Pull every line containing "current" from the listing below.

◆ ◆ ◆ ◆ ◆

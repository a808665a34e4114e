// Cache-backed EventStore implementation
//
// One cache entry per (widget, session) stream holds the monotonic counter
// and the live events together, so the counter and the entries share a
// single TTL window: a stream idle past the window disappears wholesale
// (counter included, so ids restart at 1 for a fresh window), and
// individual events age out of the window silently. Loss under expiry is
// the documented contract, never an error.

use async_trait::async_trait;
use serde_json::Value;
use std::collections::VecDeque;
use std::time::Duration;
use tokio::time::Instant;
use uuid::Uuid;

use emberchat_core::{EventStore, Result, WidgetEvent};

use crate::cache::TtlCache;

#[derive(Clone)]
struct StoredEvent {
    event: WidgetEvent,
    expires_at: Instant,
}

#[derive(Clone, Default)]
struct StreamEntry {
    next_id: u64,
    events: VecDeque<StoredEvent>,
}

impl StreamEntry {
    fn prune(&mut self, now: Instant) {
        while let Some(front) = self.events.front() {
            if front.expires_at > now {
                break;
            }
            self.events.pop_front();
        }
    }
}

/// Cache-backed event store with a per-stream TTL window
#[derive(Clone)]
pub struct CacheEventStore {
    cache: TtlCache<StreamEntry>,
    ttl: Duration,
}

impl CacheEventStore {
    pub fn new(ttl: Duration) -> Self {
        Self {
            cache: TtlCache::new(),
            ttl,
        }
    }

    /// Drop streams idle past the TTL window (janitor sweep)
    pub async fn purge_expired(&self) -> usize {
        self.cache.purge_expired().await
    }

    fn stream_key(widget_id: Uuid, session_id: Uuid) -> String {
        format!("{widget_id}:{session_id}")
    }
}

#[async_trait]
impl EventStore for CacheEventStore {
    async fn append(
        &self,
        widget_id: Uuid,
        session_id: Uuid,
        event_type: &str,
        data: Value,
    ) -> Result<u64> {
        let key = Self::stream_key(widget_id, session_id);
        let event_type = event_type.to_string();
        let ttl = self.ttl;

        let id = self
            .cache
            .update(key, ttl, move |current| {
                let now = Instant::now();
                let mut stream = current.unwrap_or_default();
                stream.prune(now);

                stream.next_id += 1;
                let id = stream.next_id;
                stream.events.push_back(StoredEvent {
                    event: WidgetEvent {
                        id,
                        event_type,
                        data,
                    },
                    expires_at: now + ttl,
                });
                (stream, id)
            })
            .await;

        Ok(id)
    }

    async fn events_since(
        &self,
        widget_id: Uuid,
        session_id: Uuid,
        after_id: u64,
    ) -> Result<Vec<WidgetEvent>> {
        let key = Self::stream_key(widget_id, session_id);
        let Some(stream) = self.cache.get(&key).await else {
            return Ok(Vec::new());
        };

        let now = Instant::now();
        Ok(stream
            .events
            .iter()
            .filter(|stored| stored.expires_at > now && stored.event.id > after_id)
            .map(|stored| stored.event.clone())
            .collect())
    }
}

#[cfg(test)]
mod tests {
    use super::*;
    use serde_json::json;
    use tokio::time::advance;

    fn store() -> CacheEventStore {
        CacheEventStore::new(Duration::from_secs(3600))
    }

    #[tokio::test(start_paused = true)]
    async fn test_ids_increase_by_one_from_one() {
        let store = store();
        let (w, s) = (Uuid::now_v7(), Uuid::now_v7());

        for expected in 1..=5u64 {
            let id = store.append(w, s, "message", json!({})).await.unwrap();
            assert_eq!(id, expected);
        }
    }

    #[tokio::test(start_paused = true)]
    async fn test_streams_have_independent_counters() {
        let store = store();
        let w = Uuid::now_v7();
        let (s1, s2) = (Uuid::now_v7(), Uuid::now_v7());

        assert_eq!(store.append(w, s1, "a", json!({})).await.unwrap(), 1);
        assert_eq!(store.append(w, s1, "b", json!({})).await.unwrap(), 2);
        assert_eq!(store.append(w, s2, "c", json!({})).await.unwrap(), 1);
    }

    #[tokio::test(start_paused = true)]
    async fn test_events_since_returns_exact_suffix() {
        let store = store();
        let (w, s) = (Uuid::now_v7(), Uuid::now_v7());
        for n in 1..=4 {
            store
                .append(w, s, "message", json!({ "n": n }))
                .await
                .unwrap();
        }

        let events = store.events_since(w, s, 2).await.unwrap();
        assert_eq!(events.iter().map(|e| e.id).collect::<Vec<_>>(), vec![3, 4]);
        assert_eq!(events[0].data["n"], 3);

        // Idempotent: same cursor, same suffix
        let again = store.events_since(w, s, 2).await.unwrap();
        assert_eq!(again.len(), 2);
        assert_eq!(again[0].id, 3);

        // Caught up
        assert!(store.events_since(w, s, 4).await.unwrap().is_empty());
    }

    #[tokio::test(start_paused = true)]
    async fn test_unknown_stream_reads_empty() {
        let store = store();
        let events = store
            .events_since(Uuid::now_v7(), Uuid::now_v7(), 0)
            .await
            .unwrap();
        assert!(events.is_empty());
    }

    #[tokio::test(start_paused = true)]
    async fn test_idle_stream_expires_wholesale() {
        let store = CacheEventStore::new(Duration::from_secs(60));
        let (w, s) = (Uuid::now_v7(), Uuid::now_v7());
        store.append(w, s, "message", json!({})).await.unwrap();
        store.append(w, s, "message", json!({})).await.unwrap();

        advance(Duration::from_secs(61)).await;

        // Window gone: reads are silently empty, counter restarts at 1
        assert!(store.events_since(w, s, 0).await.unwrap().is_empty());
        assert_eq!(store.append(w, s, "message", json!({})).await.unwrap(), 1);
    }

    #[tokio::test(start_paused = true)]
    async fn test_old_events_age_out_while_stream_lives() {
        let store = CacheEventStore::new(Duration::from_secs(60));
        let (w, s) = (Uuid::now_v7(), Uuid::now_v7());

        store.append(w, s, "message", json!({ "n": 1 })).await.unwrap();
        advance(Duration::from_secs(40)).await;
        store.append(w, s, "message", json!({ "n": 2 })).await.unwrap();
        advance(Duration::from_secs(40)).await;

        // First event is past its deadline, second append kept the window open
        let events = store.events_since(w, s, 0).await.unwrap();
        assert_eq!(events.iter().map(|e| e.id).collect::<Vec<_>>(), vec![2]);

        // Counter survives: the next id does not reuse 1 or 2
        assert_eq!(store.append(w, s, "message", json!({})).await.unwrap(), 3);
    }

    #[tokio::test(start_paused = true)]
    async fn test_purge_expired_sweeps_idle_streams() {
        let store = CacheEventStore::new(Duration::from_secs(60));
        store
            .append(Uuid::now_v7(), Uuid::now_v7(), "message", json!({}))
            .await
            .unwrap();

        advance(Duration::from_secs(61)).await;
        assert_eq!(store.purge_expired().await, 1);
    }
}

◆ ◆ ◆ ◆ ◆

■ Written answer:
            .update(key, ttl, move |current| {
                let mut stream = current.unwrap_or_default();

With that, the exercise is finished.